Promote networking and collaboration: Self-organized collaboration is encouraged. Direct contacts between departments and between employees and customers are encouraged.
Promote transparency and openness: All information is widely accessible, except when there are special reasons (e.g. legal reasons) to restrict access.
Operating a company beyond a mere few employees based on these values has become practicable only with the introduction of various social collaboration tools – just imagine attempting to achieve full transparency in a multinational company before personal computers or even with just email – but the values themselves are not dependent on such tools. It is nonetheless no coincidence that this value system has surfaced now, because even though the ideals have been bubbling under before, they are much more relevant now that the technology to truly utilize them exists.

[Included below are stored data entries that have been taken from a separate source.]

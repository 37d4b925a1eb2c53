use std::io;
use std::time::Duration;

use thiserror::Error;

/// Failure reported by a UI surface adapter.
#[derive(Debug, Clone, Error, PartialEq, Eq)]
pub enum SurfaceError {
    #[error("stale element reference: {0}")]
    Stale(String),
    #[error("element not found: {0}")]
    NotFound(String),
    #[error("surface timed out: {0}")]
    Timeout(String),
    #[error("session lost: {0}")]
    SessionLost(String),
    #[error("surface error: {0}")]
    Other(String),
}

impl SurfaceError {
    /// Only a lost session ends the run; everything else is retried or skipped.
    pub fn is_fatal(&self) -> bool {
        matches!(self, SurfaceError::SessionLost(_))
    }
}

#[derive(Debug, Error)]
pub enum StoreError {
    #[error("download directory missing or not writable: {0}")]
    DownloadDir(String),
    #[error("io error: {0}")]
    Io(#[from] io::Error),
}

/// Reasons an enumeration run stops before the list is exhausted.
#[derive(Debug, Clone, Error, PartialEq, Eq)]
pub enum EnumerationError {
    #[error("list did not render within {0:?}")]
    ReadyTimeout(Duration),
    #[error("list disappeared and did not render again within {0:?}")]
    ListTimeout(Duration),
    #[error("session lost: {0}")]
    SessionLost(String),
}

The compatibility of Lean and social business
With the values out in the open, it is easy to see that Lean and social business are not in major conflict with each other. If anything, they complement each other in many ways!
The view of what it means to be human in Lean and the associated principle of respect for people provides a deeper justification to all social business values. Social business, on the other hand, opens a plethora of new opportunities for Lean, as it enables taking respect for people to lengths that have been unimaginable for much of Lean’s existence – just think how much technology has improved since the 1950s.
The most challenging part is combining Lean’s principle of waste elimination with the ideals of social business. It is by no means obvious how this combination will work out.
It is also worth noting that the toolkit of Lean and the toolkit of social business have hardly any overlap at all at the moment despite their striking compatibility on value level. This is easily explained by their independent evolution in completely different circles and decades apart, but it also means that their combination may have surprising potential.
We have an interesting journey ahead of us to discover what that potential is, exactly.
Photo: arr ee ess pee ee cee tee by Inha Leex Hale @ Flickr (CC) (From John Shook’s book Managing to Learn)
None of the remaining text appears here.